#### [Information]
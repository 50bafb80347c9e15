//! Watcher Registry

use std::rc::Rc;

use indexmap::IndexMap;

use crate::Value;

/// Change callback, called with `(new, old)`
pub type Watcher = Rc<dyn Fn(&Value, &Value)>;

/// Ordered callbacks per property
#[derive(Default)]
pub struct WatcherRegistry {
    by_property: IndexMap<String, Vec<Watcher>>,
}

impl std::fmt::Debug for WatcherRegistry {
    fn fmt(&self, f: &mut std::fmt::Formatter<'_>) -> std::fmt::Result {
        f.debug_map()
            .entries(self.by_property.iter().map(|(k, v)| (k, v.len())))
            .finish()
    }
}

impl WatcherRegistry {
    pub fn new() -> Self {
        Self::default()
    }

    pub fn add(&mut self, property: &str, watcher: Watcher) {
        self.by_property.entry(property.to_string()).or_default().push(watcher);
    }

    /// Snapshot of a property's watchers, in registration order.
    /// Callers invoke the snapshot after releasing the registry.
    pub fn watchers_for(&self, property: &str) -> Vec<Watcher> {
        self.by_property.get(property).cloned().unwrap_or_default()
    }

    pub fn len(&self) -> usize {
        self.by_property.values().map(Vec::len).sum()
    }

    pub fn is_empty(&self) -> bool {
        self.by_property.is_empty()
    }

    pub fn clear(&mut self) {
        self.by_property.clear();
    }
}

#### [Required action]
Within the entries above, find each line where "WatcherRegistry" appears; copy every one.

#### [Answer to this exercise]
pub struct WatcherRegistry {
impl std::fmt::Debug for WatcherRegistry {
impl WatcherRegistry {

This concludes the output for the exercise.